Buona lettura …

Posted by amministratore su 7 marzo 2011

Clicca sull’immagine e leggi il rapporto sull’indagine della popolazione romanì della commissione straordinaria per la tutela e la promozione dei diritti umani del Senato della Repubblica.

La Federazione romanì considera i contenuti del rapporto pregiudiziali e stereotipati, estranei alla vera realtà romanì. Provvederemo ad emendare il testo del rapporto, considerato che non siamo stati  sentiti dalla Commissione e presto farà conoscere le osservazioni e le critiche.

1) Riporto le prime osservazioni da pagina 01 a pagina 25 del rapporto

Onestamente lo trovo inacettabile : quanti studi, quante ricerche, quanti dati riportati da vecchie indagini, buone per ogni occasione… non parliamo degli studiosi o di quelli che si spacciano per esperti… persone che spesso hanno studiato i rom dalla finestra del loro bagno!

Mi piacerebbe capire l’obiettivo di queste rapporti : dipende dalla consistenza numerica riconoscere una minoranza? dipende dalla consistenza numerica riconoscere il porrajmos?

Ho l’impressione che ogni volta che si vuole far credere di voler fare qualcosa per la popolazione romanì, bisogna partire dal censimento per poi ammettere che è quasi impossibile farlo, passa il tempo… e quindi aspettiamo la prossima ricerca!

Nel rapporto è scritto “Ma il punto è come investire per formare dentro le comunità Rom e Sinti una leva di operatori sociali, di mediatori culturali che siano la rete intorno alla quale la partecipazione può essere organizzata con una certa continuità…”

Perchè non viene analizzato quello che è stato fatto finora : chi ha gestito la questione? che tipo di analisi e di controllo è stato fatto? quali i risultati?
Perchè il fallimento di una politica viene sempre addebitato ai rom e mai a quelli che la attuano?

2) Riporto integralmente le prime osservazioni sul rapporto da pag 25 a pag 35

Monsignor Vittorio Nozza, direttore della Caritas italiana: “Si tratta piuttosto di un “mondo di mondi”, poiché è costituito da popolazioni estremamente eterogenee, portatrici di innumerevoli influenze storico-culturali, suddivise in gruppi e sottogruppi distinti e spesso in conflitto fra loro”

Perchè non si prova ad analizzare il popolo italiano?
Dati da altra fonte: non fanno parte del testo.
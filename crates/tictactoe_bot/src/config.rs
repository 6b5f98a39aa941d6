//! Bot configuration.

use super::error::ConfigError;
use super::strategy::StrategyKind;
use super::symbols::SymbolSet;
use derive_getters::Getters;
use serde::{Deserialize, Serialize};
use std::path::Path;
use tracing::{debug, info, instrument};

/// Settings for a [`Bot`](crate::Bot).
///
/// Every field has a default, so an empty TOML file is a valid config:
///
/// ```toml
/// strategy = "alpha-beta"
/// report_timing = false
/// strict_balance = true
///
/// [symbols]
/// cross = "X"
/// zero = "O"
/// empty = "."
/// ```
#[derive(Debug, Clone, PartialEq, Eq, Getters, Serialize, Deserialize)]
pub struct BotConfig {
    /// Strategy used to pick squares.
    #[serde(default)]
    strategy: StrategyKind,

    /// Log search time at `info` rather than `debug`.
    #[serde(default = "default_report_timing")]
    report_timing: bool,

    /// Reject boards whose mark counts differ by more than one.
    #[serde(default)]
    strict_balance: bool,

    /// Characters of the board text format.
    #[serde(default)]
    symbols: SymbolSet,
}

#[instrument]
fn default_report_timing() -> bool {
    true
}

impl BotConfig {
    /// Creates a configuration for `strategy` with all other fields defaulted.
    pub fn new(strategy: StrategyKind) -> Self {
        Self {
            strategy,
            report_timing: default_report_timing(),
            strict_balance: false,
            symbols: SymbolSet::default(),
        }
    }

    /// Loads configuration from TOML file.
    #[instrument(skip(path), fields(path = %path.as_ref().display()))]
    pub fn from_file(path: impl AsRef<Path>) -> Result<Self, ConfigError> {
        debug!("Loading config from file");
        let content = std::fs::read_to_string(path.as_ref())
            .map_err(|e| ConfigError::new(format!("Failed to read config file: {}", e)))?;

        let config = Self::from_toml(&content)?;
        info!(strategy = %config.strategy, "Config loaded successfully");
        Ok(config)
    }

    /// Parses configuration from TOML text.
    pub fn from_toml(content: &str) -> Result<Self, ConfigError> {
        let config: Self = toml::from_str(content)
            .map_err(|e| ConfigError::new(format!("Failed to parse config: {}", e)))?;
        config.symbols.validate()?;
        Ok(config)
    }

    /// Replaces the strategy.
    pub fn with_strategy(mut self, strategy: StrategyKind) -> Self {
        self.strategy = strategy;
        self
    }

    /// Enables or disables the strict balance check.
    pub fn with_strict_balance(mut self, strict: bool) -> Self {
        self.strict_balance = strict;
        self
    }

    /// Replaces the board symbols.
    pub fn with_symbols(mut self, symbols: SymbolSet) -> Self {
        self.symbols = symbols;
        self
    }
}

impl Default for BotConfig {
    fn default() -> Self {
        Self::new(StrategyKind::default())
    }
}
Forse che i padani si sentono uguali ai meridionali?…ecc.

Non è stato detto abbiamo fatto l’italia e adesso dobbiamo fare gli Italiani? e adesso dopo tutta questa operazione socio-culturale sono veramente uguali gli Italiani? e allora perchè stupirsi di una etereogeneità della popolazione romanì?

Che cosa spiega la Zincone relativamente alla cultura romanì… non si corre il rischio di confondere gli elementi che derivano da condizioni socio-economiche e di emarginazione sociale con i veri valori di una cultura che in molti casi si sta perdendo?

Ancora Zincone: «Inoltre, le iniziative locali sono spesso ostacolate dall’opinione pubblica che esprime malumori diffusi quando si tratta di aiutare “zingari”, percepiti come un fattore di rischio per il proprio benessere.

Quanto sono incompetenti le nostre amministrazioni nell’affrontare le problematiche rom? e quanto se ne occupano? e se se ne occupano perchè si dice “aiutare” quando si parla di rom?”

Ancora criminalità e devianza sono forse caratteristiche di un popolo o responsabilità individuali?

Se non usciamo da questa logica è inutile fare censimenti e leggi: stabiliamo prima le questioni di principio valide per ogni popolo.